Kazaklar atlarını sapa yollardan sürerek altı gün, altı gece Lehlilerden kaçtılar. Yiğit atlar bu amansız kovalamacadan binicilerini zor kurtarıyordu. Pototskiy, Kazakları adım adım izledi, nereye gittilerse o da arkalarından sürdü. Taras Bulba, Dinyester kıyılarına varınca yıkık bir kaleye sığındı, orada bir süre dinlenmeye karar verdi.
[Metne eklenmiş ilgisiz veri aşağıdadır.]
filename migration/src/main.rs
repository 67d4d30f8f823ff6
use sea_orm_migration::prelude::*;

#[tokio::main]
async fn main() {
    dotenvy::dotenv().ok();
    cli::run_cli(migration::Migrator).await;
}
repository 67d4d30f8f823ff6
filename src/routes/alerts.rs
use axum::{
    extract::{Query, State},
    Json,
};
use chrono::{DateTime, Utc};
use sea_orm::{EntityTrait, QueryOrder, QuerySelect};
use serde::{Deserialize, Serialize};
use utoipa::{IntoParams, ToSchema};
use uuid::Uuid;

use crate::common::AppState;
use crate::entity::alerts;
use crate::entity::types::{AlertStatus, Severity};
use crate::error::AppResult;

#[derive(Debug, Deserialize, IntoParams)]
pub struct AlertsQuery {
    /// Max rows (default 10)
    pub limit: Option<u64>,
}

#[derive(Debug, Serialize, ToSchema)]
pub struct AlertResponse {
    pub id: Uuid,
    pub pole_id: String,
    pub message: String,
    pub severity: Severity,
    pub alert_type: String,
    pub alert_status: AlertStatus,
    pub timestamp: DateTime<Utc>,
}

/// List the most recent alerts, newest first
#[utoipa::path(
    get,
    path = "/api/alerts",
    params(AlertsQuery),
    responses(
        (status = 200, description = "Alerts retrieved successfully", body = Vec<AlertResponse>),
    ),
    tag = "alerts"
)]
pub async fn list_alerts(
    State(state): State<AppState>,
    Query(query): Query<AlertsQuery>,
) -> AppResult<Json<Vec<AlertResponse>>> {
    let limit = query.limit.unwrap_or(state.config.alerts_default_limit);

    let alerts_list = alerts::Entity::find()
        .order_by_desc(alerts::Column::Timestamp)
        .limit(limit)
        .all(&*state.db)
        .await?;

    let response: Vec<AlertResponse> = alerts_list
        .into_iter()
        .map(|a| AlertResponse {
            id: a.id,
            pole_id: a.pole_id,
            message: a.message,
            severity: a.severity,
            alert_type: a.alert_type,
            alert_status: a.alert_status,
            timestamp: a.timestamp.with_timezone(&Utc),
        })
        .collect();

    Ok(Json(response))
}
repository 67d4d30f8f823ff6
//! Polewatch - Operational health API for solar street-light poles
//!
//! This library exposes the core modules for testing and reuse.

pub mod common;
pub mod config;
pub mod entity;
pub mod error;
pub mod health;
pub mod routes;
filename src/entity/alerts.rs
use sea_orm::entity::prelude::*;
use serde::{Deserialize, Serialize};

use super::types::{AlertStatus, Severity};

#[derive(Clone, Debug, PartialEq, DeriveEntityModel, Serialize, Deserialize)]
#[sea_orm(table_name = "alerts")]
pub struct Model {
    #[sea_orm(primary_key, auto_increment = false)]
    pub id: Uuid,
    pub pole_id: String,
    pub message: String,
    pub severity: Severity,
    /// Free-form classification tag, e.g. "No Communication".
    pub alert_type: String,
    pub alert_status: AlertStatus,
    pub timestamp: DateTimeWithTimeZone,
}

#[derive(Copy, Clone, Debug, EnumIter, DeriveRelation)]
pub enum Relation {
    #[sea_orm(
        belongs_to = "super::poles::Entity",
        from = "Column::PoleId",
        to = "super::poles::Column::PoleId"
    )]
    Pole,
}

impl Related<super::poles::Entity> for Entity {
    fn to() -> RelationDef {
        Relation::Pole.def()
    }
}

impl ActiveModelBehavior for ActiveModel {}
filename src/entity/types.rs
//! Closed status vocabularies shared by the entities.
//!
//! All of these are stored as short strings but only ever round-trip through
//! these enums; unrecognized values are rejected at the serde and database
//! boundaries rather than inside the health logic.

use sea_orm::entity::prelude::*;
use sea_orm::sea_query::StringLen;
use serde::{Deserialize, Serialize};
use utoipa::ToSchema;

/// Power/light mode reported by the device.
#[derive(
    Debug, Clone, Copy, PartialEq, Eq, EnumIter, DeriveActiveEnum, Serialize, Deserialize, ToSchema,
)]
#[sea_orm(rs_type = "String", db_type = "String(StringLen::N(8))")]
#[serde(rename_all = "UPPERCASE")]
pub enum LightState {
    #[sea_orm(string_value = "ON")]
    On,
    #[sea_orm(string_value = "OFF")]
    Off,
}

impl LightState {
    /// Case-insensitive parse of the wire value ("on", "OFF", ...).
    #[must_use]
    pub fn parse(s: &str) -> Option<Self> {
        match s.to_ascii_uppercase().as_str() {
            "ON" => Some(Self::On),
            "OFF" => Some(Self::Off),
            _ => None,
        }
    }
}

/// Last-known communication state of a pole, as stored.
///
/// Distinct from the derived `DisplayStatus`: this only flips to OFFLINE when
/// an external watchdog marks the pole silent, never on the read path.
#[derive(
    Debug, Clone, Copy, PartialEq, Eq, EnumIter, DeriveActiveEnum, Serialize, Deserialize, ToSchema,
)]
#[sea_orm(rs_type = "String", db_type = "String(StringLen::N(16))")]
#[serde(rename_all = "UPPERCASE")]
pub enum CommStatus {
    #[sea_orm(string_value = "ONLINE")]
    Online,
    #[sea_orm(string_value = "OFFLINE")]
    Offline,
}

#[derive(
    Debug, Clone, Copy, PartialEq, Eq, EnumIter, DeriveActiveEnum, Serialize, Deserialize, ToSchema,
)]
#[sea_orm(rs_type = "String", db_type = "String(StringLen::N(16))")]
#[serde(rename_all = "lowercase")]
pub enum Severity {
    #[sea_orm(string_value = "warning")]
    Warning,
    #[sea_orm(string_value = "critical")]
    Critical,
}

/// Lifecycle of an alert. Alerts are created ACTIVE; the RESOLVED transition
/// is a manual/external operation.
#[derive(
    Debug, Clone, Copy, PartialEq, Eq, EnumIter, DeriveActiveEnum, Serialize, Deserialize, ToSchema,
)]
#[sea_orm(rs_type = "String", db_type = "String(StringLen::N(16))")]
#[serde(rename_all = "UPPERCASE")]
pub enum AlertStatus {
    #[sea_orm(string_value = "ACTIVE")]
    Active,
    #[sea_orm(string_value = "RESOLVED")]
    Resolved,
}
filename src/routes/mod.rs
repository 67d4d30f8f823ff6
pub mod alerts;
pub mod health;
pub mod poles;
mod rate_limit;
pub mod stats;
pub mod telemetry;

use axum::{
    routing::{get, post},
    Router,
};
use std::sync::Arc;
use tower_governor::{governor::GovernorConfigBuilder, GovernorLayer};

use rate_limit::FallbackIpKeyExtractor;
use tower_http::{
    compression::CompressionLayer,
    cors::{Any, CorsLayer},
    limit::RequestBodyLimitLayer,
    trace::TraceLayer,
};
use utoipa::OpenApi;
use utoipa_scalar::{Scalar, Servable};

use crate::common::AppState;

#[derive(OpenApi)]
#[openapi(
    paths(
        health::healthz,
        poles::list_poles,
        poles::get_pole,
        telemetry::list_telemetry,
        telemetry::ingest_telemetry,
        alerts::list_alerts,
        stats::get_stats,
    ),
    components(
        schemas(
            poles::PoleResponse,
            telemetry::TelemetryResponse,
            telemetry::TelemetryMode,
            telemetry::IngestResponse,
            alerts::AlertResponse,
            stats::StatsResponse,
            crate::health::DisplayStatus,
            crate::health::TelemetryReport,
            crate::entity::types::LightState,
            crate::entity::types::CommStatus,
            crate::entity::types::Severity,
            crate::entity::types::AlertStatus,
        )
    ),
    tags(
        (name = "health", description = "Health check endpoints"),
        (name = "poles", description = "Pole inventory with derived display status"),
        (name = "telemetry", description = "Device telemetry ingestion and history"),
        (name = "alerts", description = "Anomaly alerts"),
        (name = "stats", description = "Fleet summary counts"),
    ),
    info(
        title = "Polewatch API",
        description = "Operational health API for solar street-light poles",
        version = "0.1.0"
    )
)]
struct ApiDoc;

pub fn build_router(state: AppState) -> Router {
    let config = &state.config;

    if config.disable_rate_limiting {
        tracing::warn!("Rate limiting DISABLED");
    } else {
        tracing::info!(
            read_rate = %format!("{}/s burst {}", config.rate_limit_read_per_second, config.rate_limit_read_burst),
            ingest_rate = %format!("{}/s burst {}", config.rate_limit_ingest_per_second, config.rate_limit_ingest_burst),
            "Rate limiting configured"
        );
    }

    // Base routes without rate limiting
    let read_routes_base = Router::new()
        .route("/poles", get(poles::list_poles))
        .route("/poles/{pole_id}", get(poles::get_pole))
        .route("/telemetry", get(telemetry::list_telemetry))
        .route("/alerts", get(alerts::list_alerts))
        .route("/stats", get(stats::get_stats));

    let ingest_routes_base =
        Router::new().route("/iot/data", post(telemetry::ingest_telemetry));

    // Combine API routes, conditionally applying rate limiting
    let api_routes = if config.disable_rate_limiting {
        Router::new()
            .merge(read_routes_base)
            .merge(ingest_routes_base)
    } else {
        let read_limiter = GovernorConfigBuilder::default()
            .key_extractor(FallbackIpKeyExtractor)
            .per_second(config.rate_limit_read_per_second)
            .burst_size(config.rate_limit_read_burst)
            .finish()
            .expect("Failed to create read rate limiter");

        let ingest_limiter = GovernorConfigBuilder::default()
            .key_extractor(FallbackIpKeyExtractor)
            .per_second(config.rate_limit_ingest_per_second)
            .burst_size(config.rate_limit_ingest_burst)
            .finish()
            .expect("Failed to create ingest rate limiter");

        Router::new()
            .merge(read_routes_base.layer(GovernorLayer {
                config: Arc::new(read_limiter),
            }))
            .merge(ingest_routes_base.layer(GovernorLayer {
                config: Arc::new(ingest_limiter),
            }))
    }
    .layer(RequestBodyLimitLayer::new(64 * 1024)); // device reports are tiny

    // Health check routes (NO rate limiting)
    let health_routes = Router::new().route("/healthz", get(health::healthz));

    // OpenAPI documentation
    let docs_routes = Router::new().merge(Scalar::with_url("/docs", ApiDoc::openapi()));

    // Combine all routes
    Router::new()
        .nest("/api", api_routes)
        .merge(health_routes)
        .merge(docs_routes)
        .layer(CompressionLayer::new())
        .layer(
            CorsLayer::new()
                .allow_origin(Any)
                .allow_methods(Any)
                .allow_headers(Any),
        )
        .layer(TraceLayer::new_for_http())
        .with_state(state)
}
Kale, Dinyester Irmağı'nın kıyısında, sarp bir kayalığın tepesindeydi. Bütün tabyalar yıkılmış, surlarda büyük gedikler açılmıştı. Duvarlar her an çökerek yerle bir olacağa benziyordu.
Pototskiy yetişip Kazakları iki yandan sardı. Zaporojyeliler dört gün yiğitçe karşı koydular; kurşun attılar, taş attılar, tuğla attılar. Askerin yiyeceği, tüfeklerin barutu tükenince, Taras, kuşatmayı yarma emri verdi. Kazaklar belki bu işi de becereceklerdi, fakat Taras birden atını durdurdu: "Durun, arkadaşlar! Çubuğumla tütün kesemi düşürdüm. Düşmanın eline geçmesini istemiyorum" dedi. Karada, denizde, bütün seferlerde yanından ayırmadığı tiryaki avadanlığını otlar arasında aramaya koyuldu. O sırada Lehliler tepesine üşüşmüşlerdi. Onu sımsıkı yakaladılar. Taras silkindi, onu yakalayan Lehlilerden kurtulmak istediyse de gücü yetmedi. "Ah, gözü kör olası yaşlılık!" diye sızlandı. Oysa suç yaşlılıkta değil, kuvvetten üstün olan kuvvetteydi.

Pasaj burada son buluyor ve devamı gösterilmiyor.